Each line of the data below from the one holding "filename src/commands/export_prices.rs" to the one holding "for ticker in &tickers", inclusive, is to be reproduced exactly; no other line belongs in the answer.
*** The records ***
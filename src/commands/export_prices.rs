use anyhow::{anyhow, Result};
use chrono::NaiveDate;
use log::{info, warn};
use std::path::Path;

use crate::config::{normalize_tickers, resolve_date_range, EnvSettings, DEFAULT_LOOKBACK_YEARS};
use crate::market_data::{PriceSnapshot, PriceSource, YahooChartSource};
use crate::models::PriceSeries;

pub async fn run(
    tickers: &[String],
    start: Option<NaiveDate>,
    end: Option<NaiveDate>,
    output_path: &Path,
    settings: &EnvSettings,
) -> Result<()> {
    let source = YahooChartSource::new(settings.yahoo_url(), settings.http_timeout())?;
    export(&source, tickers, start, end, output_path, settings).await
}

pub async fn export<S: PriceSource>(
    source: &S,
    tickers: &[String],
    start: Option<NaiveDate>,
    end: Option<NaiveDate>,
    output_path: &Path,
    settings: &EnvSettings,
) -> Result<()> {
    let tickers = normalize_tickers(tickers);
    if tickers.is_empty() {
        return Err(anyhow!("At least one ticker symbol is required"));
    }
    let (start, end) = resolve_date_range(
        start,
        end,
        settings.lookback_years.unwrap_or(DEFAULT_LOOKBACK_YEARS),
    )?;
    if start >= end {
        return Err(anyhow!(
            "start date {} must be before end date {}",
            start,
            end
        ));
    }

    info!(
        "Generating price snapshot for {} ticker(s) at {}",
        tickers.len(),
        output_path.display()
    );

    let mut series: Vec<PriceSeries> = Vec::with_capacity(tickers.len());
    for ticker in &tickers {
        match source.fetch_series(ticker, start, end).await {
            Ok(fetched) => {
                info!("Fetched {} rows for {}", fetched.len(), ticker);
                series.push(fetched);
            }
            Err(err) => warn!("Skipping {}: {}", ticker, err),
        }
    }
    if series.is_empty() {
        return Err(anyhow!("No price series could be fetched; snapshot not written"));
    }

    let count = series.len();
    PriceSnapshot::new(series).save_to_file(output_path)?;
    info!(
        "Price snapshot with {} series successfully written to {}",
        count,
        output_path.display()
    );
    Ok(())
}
***
*** The records ***
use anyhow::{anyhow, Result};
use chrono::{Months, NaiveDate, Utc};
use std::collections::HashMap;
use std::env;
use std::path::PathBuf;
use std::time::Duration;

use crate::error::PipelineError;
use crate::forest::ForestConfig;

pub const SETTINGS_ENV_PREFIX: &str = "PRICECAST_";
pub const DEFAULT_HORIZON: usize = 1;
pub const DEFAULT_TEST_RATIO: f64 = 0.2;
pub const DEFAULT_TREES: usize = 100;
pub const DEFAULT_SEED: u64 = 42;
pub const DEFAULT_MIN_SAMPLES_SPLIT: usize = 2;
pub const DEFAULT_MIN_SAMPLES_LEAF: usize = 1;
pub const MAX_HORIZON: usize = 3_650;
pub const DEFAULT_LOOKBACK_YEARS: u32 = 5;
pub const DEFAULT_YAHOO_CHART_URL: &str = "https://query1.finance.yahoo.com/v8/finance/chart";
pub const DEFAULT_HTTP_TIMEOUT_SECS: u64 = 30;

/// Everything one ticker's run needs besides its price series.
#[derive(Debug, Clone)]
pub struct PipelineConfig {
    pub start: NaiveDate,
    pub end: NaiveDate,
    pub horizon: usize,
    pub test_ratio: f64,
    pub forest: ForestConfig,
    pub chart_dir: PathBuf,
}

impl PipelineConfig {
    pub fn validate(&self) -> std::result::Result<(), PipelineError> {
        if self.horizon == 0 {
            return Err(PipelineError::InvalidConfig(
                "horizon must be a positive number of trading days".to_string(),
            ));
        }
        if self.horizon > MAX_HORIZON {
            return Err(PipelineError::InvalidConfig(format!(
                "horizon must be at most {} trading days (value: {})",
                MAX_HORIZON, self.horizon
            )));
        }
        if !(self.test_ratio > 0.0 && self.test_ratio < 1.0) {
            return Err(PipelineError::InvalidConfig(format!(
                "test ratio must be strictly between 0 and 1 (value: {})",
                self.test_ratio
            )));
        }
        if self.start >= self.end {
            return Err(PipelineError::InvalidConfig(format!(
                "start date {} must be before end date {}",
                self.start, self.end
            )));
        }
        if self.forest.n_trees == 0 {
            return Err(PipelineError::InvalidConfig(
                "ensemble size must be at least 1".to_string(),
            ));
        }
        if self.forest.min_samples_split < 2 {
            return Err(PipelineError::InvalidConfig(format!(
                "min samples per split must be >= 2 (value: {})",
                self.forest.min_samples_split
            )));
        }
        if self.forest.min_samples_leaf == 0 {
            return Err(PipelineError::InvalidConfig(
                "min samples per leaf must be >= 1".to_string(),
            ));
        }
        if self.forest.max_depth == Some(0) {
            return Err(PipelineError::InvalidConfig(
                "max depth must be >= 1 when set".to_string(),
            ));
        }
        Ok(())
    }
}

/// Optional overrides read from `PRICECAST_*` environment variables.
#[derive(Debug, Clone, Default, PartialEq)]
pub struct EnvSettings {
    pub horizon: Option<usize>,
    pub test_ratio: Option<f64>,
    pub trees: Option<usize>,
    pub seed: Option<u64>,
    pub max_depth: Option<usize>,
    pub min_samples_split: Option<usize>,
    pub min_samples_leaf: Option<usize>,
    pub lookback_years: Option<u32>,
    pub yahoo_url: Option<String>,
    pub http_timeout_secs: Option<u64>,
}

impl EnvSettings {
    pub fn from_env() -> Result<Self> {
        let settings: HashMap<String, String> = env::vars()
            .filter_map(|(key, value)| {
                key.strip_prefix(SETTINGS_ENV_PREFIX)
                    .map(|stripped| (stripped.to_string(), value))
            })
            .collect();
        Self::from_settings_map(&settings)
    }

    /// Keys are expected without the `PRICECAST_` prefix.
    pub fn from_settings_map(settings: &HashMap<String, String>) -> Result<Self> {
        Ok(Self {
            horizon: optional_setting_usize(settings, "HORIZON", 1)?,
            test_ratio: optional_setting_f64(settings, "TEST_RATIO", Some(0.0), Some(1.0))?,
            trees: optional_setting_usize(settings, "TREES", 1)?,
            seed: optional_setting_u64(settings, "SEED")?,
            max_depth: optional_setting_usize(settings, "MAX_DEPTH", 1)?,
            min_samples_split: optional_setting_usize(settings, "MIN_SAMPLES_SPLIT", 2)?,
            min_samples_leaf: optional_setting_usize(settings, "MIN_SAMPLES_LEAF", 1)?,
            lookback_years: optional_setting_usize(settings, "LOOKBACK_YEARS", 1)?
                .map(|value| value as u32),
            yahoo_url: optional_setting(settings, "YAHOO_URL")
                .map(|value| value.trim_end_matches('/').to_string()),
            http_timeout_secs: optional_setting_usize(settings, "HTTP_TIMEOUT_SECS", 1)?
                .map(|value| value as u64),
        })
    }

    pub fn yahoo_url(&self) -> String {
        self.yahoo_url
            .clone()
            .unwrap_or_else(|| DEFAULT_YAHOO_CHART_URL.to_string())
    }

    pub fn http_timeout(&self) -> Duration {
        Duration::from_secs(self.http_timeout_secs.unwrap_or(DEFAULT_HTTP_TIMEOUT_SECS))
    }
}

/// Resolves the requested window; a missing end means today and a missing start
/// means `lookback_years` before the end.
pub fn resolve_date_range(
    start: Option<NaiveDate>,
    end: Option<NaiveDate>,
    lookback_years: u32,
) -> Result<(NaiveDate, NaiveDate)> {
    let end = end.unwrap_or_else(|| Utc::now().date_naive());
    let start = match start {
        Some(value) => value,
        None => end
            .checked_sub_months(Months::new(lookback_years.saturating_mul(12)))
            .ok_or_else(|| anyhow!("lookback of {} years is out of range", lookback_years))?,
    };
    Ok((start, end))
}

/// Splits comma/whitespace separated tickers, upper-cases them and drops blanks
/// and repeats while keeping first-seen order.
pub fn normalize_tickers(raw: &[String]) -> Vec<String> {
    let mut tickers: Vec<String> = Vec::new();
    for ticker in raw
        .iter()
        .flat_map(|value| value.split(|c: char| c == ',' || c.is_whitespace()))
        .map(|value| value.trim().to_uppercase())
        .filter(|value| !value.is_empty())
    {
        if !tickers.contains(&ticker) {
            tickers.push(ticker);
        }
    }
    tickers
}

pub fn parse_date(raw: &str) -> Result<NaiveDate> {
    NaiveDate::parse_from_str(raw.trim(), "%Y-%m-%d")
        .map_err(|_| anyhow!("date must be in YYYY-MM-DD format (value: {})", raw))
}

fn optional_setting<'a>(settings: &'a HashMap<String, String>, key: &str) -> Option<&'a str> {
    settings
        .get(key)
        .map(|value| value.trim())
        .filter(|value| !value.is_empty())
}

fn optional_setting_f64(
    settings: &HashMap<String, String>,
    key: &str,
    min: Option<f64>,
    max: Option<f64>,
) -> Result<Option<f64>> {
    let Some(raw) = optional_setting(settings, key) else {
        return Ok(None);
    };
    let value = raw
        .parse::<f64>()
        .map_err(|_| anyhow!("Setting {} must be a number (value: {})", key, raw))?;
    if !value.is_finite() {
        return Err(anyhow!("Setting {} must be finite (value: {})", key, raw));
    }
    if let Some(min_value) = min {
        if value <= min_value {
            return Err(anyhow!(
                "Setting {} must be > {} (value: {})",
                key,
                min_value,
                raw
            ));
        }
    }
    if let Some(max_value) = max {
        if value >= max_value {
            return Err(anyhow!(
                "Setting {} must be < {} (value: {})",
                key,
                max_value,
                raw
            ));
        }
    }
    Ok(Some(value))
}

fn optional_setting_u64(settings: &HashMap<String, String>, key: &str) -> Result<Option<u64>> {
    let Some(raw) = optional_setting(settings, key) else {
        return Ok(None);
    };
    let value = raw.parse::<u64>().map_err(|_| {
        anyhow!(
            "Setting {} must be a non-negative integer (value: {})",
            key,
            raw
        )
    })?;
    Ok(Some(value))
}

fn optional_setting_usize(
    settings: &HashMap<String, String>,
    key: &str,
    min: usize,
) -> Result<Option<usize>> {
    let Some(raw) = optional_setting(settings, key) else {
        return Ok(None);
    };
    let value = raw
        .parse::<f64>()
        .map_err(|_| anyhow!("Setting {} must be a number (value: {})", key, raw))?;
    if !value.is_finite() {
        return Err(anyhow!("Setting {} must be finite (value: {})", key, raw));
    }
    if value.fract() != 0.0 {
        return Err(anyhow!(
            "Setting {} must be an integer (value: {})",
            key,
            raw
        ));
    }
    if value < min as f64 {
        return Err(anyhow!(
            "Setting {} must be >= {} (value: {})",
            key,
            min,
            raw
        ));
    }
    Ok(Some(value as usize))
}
***
■ **Output below**
filename src/commands/export_prices.rs
use anyhow::{anyhow, Result};
use chrono::NaiveDate;
use log::{info, warn};
use std::path::Path;

use crate::config::{normalize_tickers, resolve_date_range, EnvSettings, DEFAULT_LOOKBACK_YEARS};
use crate::market_data::{PriceSnapshot, PriceSource, YahooChartSource};
use crate::models::PriceSeries;

pub async fn run(
    tickers: &[String],
    start: Option<NaiveDate>,
    end: Option<NaiveDate>,
    output_path: &Path,
    settings: &EnvSettings,
) -> Result<()> {
    let source = YahooChartSource::new(settings.yahoo_url(), settings.http_timeout())?;
    export(&source, tickers, start, end, output_path, settings).await
}

pub async fn export<S: PriceSource>(
    source: &S,
    tickers: &[String],
    start: Option<NaiveDate>,
    end: Option<NaiveDate>,
    output_path: &Path,
    settings: &EnvSettings,
) -> Result<()> {
    let tickers = normalize_tickers(tickers);
    if tickers.is_empty() {
        return Err(anyhow!("At least one ticker symbol is required"));
    }
    let (start, end) = resolve_date_range(
        start,
        end,
        settings.lookback_years.unwrap_or(DEFAULT_LOOKBACK_YEARS),
    )?;
    if start >= end {
        return Err(anyhow!(
            "start date {} must be before end date {}",
            start,
            end
        ));
    }

    info!(
        "Generating price snapshot for {} ticker(s) at {}",
        tickers.len(),
        output_path.display()
    );

    let mut series: Vec<PriceSeries> = Vec::with_capacity(tickers.len());
    for ticker in &tickers {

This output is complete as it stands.